Blog post: Rust vs Julia in scientific computing

Yes, unfortunately. Do you know of any library trying to fix that? As far as I understand, handlers and restarts should not be difficult to implement via dynamic binding … Julia seems to have task_local_storage which might be similar?

Having attempted to write a moderate sized scientific library in Julia and also for Rust for a field I know very well (20+ years experience with developing software in the field), allow me to say that both Julia and Rust have their challenges. Rusts promise of “write once code” is very appealing. I’d like to write something once and move on. Robust multi-theading is great and I learned a lot about what not to do from the Rust compiler. I like compilers that tell me what I’m doing wrong. However, many of the libraries I need just aren’t available. The infrastructure for scientific computing in Rust is insufficient at this time.
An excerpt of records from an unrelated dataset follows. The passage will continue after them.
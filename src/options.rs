//! Options accepted by [`crate::process`]

use std::path::PathBuf;

use crate::path_policy::Operation;

/// Caller-supplied settings for one `process` call.
#[derive(Debug, Clone, PartialEq, Eq)]
pub struct ProcessOptions {
    /// Output path override. For a directory input this is the mirror root.
    pub output: Option<PathBuf>,
    /// Descend into subdirectories. When false, subdirectories are
    /// recreated empty.
    pub recursive: bool,
    /// File suffix convention. `None` selects the operation's default,
    /// `.encrypted` or `.decrypted`.
    pub suffix: Option<String>,
    /// Replace existing output files instead of failing.
    pub overwrite: bool,
}

impl Default for ProcessOptions {
    fn default() -> Self {
        Self {
            output: None,
            recursive: true,
            suffix: None,
            overwrite: false,
        }
    }
}

impl ProcessOptions {
    pub fn new() -> Self {
        Self::default()
    }

    pub fn output(mut self, output: impl Into<PathBuf>) -> Self {
        self.output = Some(output.into());
        self
    }

    pub fn recursive(mut self, recursive: bool) -> Self {
        self.recursive = recursive;
        self
    }

    /// An empty suffix is treated as unset.
    pub fn suffix(mut self, suffix: impl Into<String>) -> Self {
        let suffix = suffix.into();
        self.suffix = (!suffix.is_empty()).then_some(suffix);
        self
    }

    pub fn overwrite(mut self, overwrite: bool) -> Self {
        self.overwrite = overwrite;
        self
    }

    /// The configured suffix, or the default one for `operation`.
    pub fn suffix_for(&self, operation: Operation) -> &str {
        self.suffix.as_deref().unwrap_or(operation.default_suffix())
    }

    /// The subset of options that applies inside a directory walk, with the
    /// suffix resolved for `operation`.
    pub fn mirror_options(&self, operation: Operation) -> MirrorOptions {
        MirrorOptions {
            recursive: self.recursive,
            suffix: Some(self.suffix_for(operation).to_string()),
            overwrite: self.overwrite,
        }
    }
}

/// Settings carried through a directory walk.
///
/// A `None` suffix hands naming to the bare path policy, which strips
/// `.encrypted` on decryption.
#[derive(Debug, Clone, PartialEq, Eq)]
pub struct MirrorOptions {
    pub recursive: bool,
    pub suffix: Option<String>,
    pub overwrite: bool,
}

impl Default for MirrorOptions {
    fn default() -> Self {
        Self {
            recursive: true,
            suffix: None,
            overwrite: false,
        }
    }
}

#[cfg(test)]
mod tests {
    use super::*;

    #[test]
    fn test_defaults() {
        let opts = ProcessOptions::default();
        assert_eq!(opts.output, None);
        assert!(opts.recursive);
        assert_eq!(opts.suffix, None);
        assert!(!opts.overwrite);
    }

    #[test]
    fn test_builder() {
        let opts = ProcessOptions::new()
            .output("out")
            .recursive(false)
            .suffix(".secret")
            .overwrite(true);

        assert_eq!(opts.output, Some(PathBuf::from("out")));
        assert_eq!(
            opts.mirror_options(Operation::Decrypt),
            MirrorOptions {
                recursive: false,
                suffix: Some(".secret".to_string()),
                overwrite: true,
            }
        );
    }

    #[test]
    fn test_empty_suffix_is_unset() {
        assert_eq!(ProcessOptions::new().suffix("").suffix, None);
    }

    #[test]
    fn test_default_suffix_follows_operation() {
        let opts = ProcessOptions::default();
        assert_eq!(opts.suffix_for(Operation::Encrypt), ".encrypted");
        assert_eq!(opts.suffix_for(Operation::Decrypt), ".decrypted");
        assert_eq!(
            opts.mirror_options(Operation::Decrypt).suffix.as_deref(),
            Some(".decrypted")
        );

        let opts = ProcessOptions::new().suffix(".secret");
        assert_eq!(opts.suffix_for(Operation::Decrypt), ".secret");
    }
}
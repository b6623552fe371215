//! Passphrase acquisition for the command-line front end

use std::io::{self, IsTerminal, Read};

use zeroize::Zeroizing;

use crate::error::{ErrorCategory, ErrorKind, Result, ZboxError};
use crate::kdf::Passphrase;

const PROMPT: &str = "Passphrase (zbox): ";

/// Where the passphrase for one run comes from.
#[derive(Debug, Clone, Copy, PartialEq, Eq)]
pub enum PassphraseSource {
    /// Everything on standard input, byte for byte.
    Stdin,
    /// An interactive prompt with echo disabled. UTF-8 only.
    Terminal,
}

impl PassphraseSource {
    pub fn from_stdin_flag(passphrase_stdin: bool) -> Self {
        if passphrase_stdin {
            PassphraseSource::Stdin
        } else {
            PassphraseSource::Terminal
        }
    }

    pub fn read(self) -> Result<Passphrase> {
        match self {
            PassphraseSource::Stdin => read_from(io::stdin().lock()),
            PassphraseSource::Terminal => prompt(),
        }
    }
}

/// Take all of `reader` as the passphrase, trailing newline included.
pub fn read_from(mut reader: impl Read) -> Result<Passphrase> {
    let mut data = Zeroizing::new(Vec::new());
    reader.read_to_end(&mut data).map_err(|e| {
        ZboxError::with_kind_and_source(
            ErrorCategory::Internal,
            ErrorKind::Io,
            "error reading passphrase",
            e,
        )
    })?;
    Ok(Passphrase::from(data))
}

fn prompt() -> Result<Passphrase> {
    if !io::stdin().is_terminal() {
        return Err(ZboxError::with_kind(
            ErrorCategory::User,
            ErrorKind::PassphraseUnavailable,
            "stdin is not a terminal; pass --passphrase-stdin to pipe the passphrase",
        ));
    }

    rpassword::prompt_password(PROMPT)
        .map(Passphrase::from)
        .map_err(|e| {
            ZboxError::with_kind_and_source(
                ErrorCategory::Internal,
                ErrorKind::PassphraseUnavailable,
                "failed to read passphrase from terminal",
                e,
            )
        })
}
On the other hand, getting Julia to perform optimally can be a real challenge. Memory allocation/deallocation is my nemesis. Compared, lets say to the Java memory management, Julia’s garbage collected memory management is plodding. More often than not my multi-threaded code gets bogged down in garbage collection. (Yes, I’ve spent a lot of time reducing memory allocation but some (and sometimes a lot) is inevitable.)
In the end, I gave up on Rust because of the challenges of implementing dynamic dispatch behavior. Rust enums aren’t an adequate replacement. Also there just don’t seem to be any decent cross-platform GUI toolkits.
But I keep on using Julia because it is a great way to try new ideas and algorithms in a dynamic environment with tabular data and plotting tools. Multiple dispatch is eye-opening. I love that each release hacks away at the TTFX problem - a real problem for my library which is requires many dependencies and implements many algorithms and requires much data.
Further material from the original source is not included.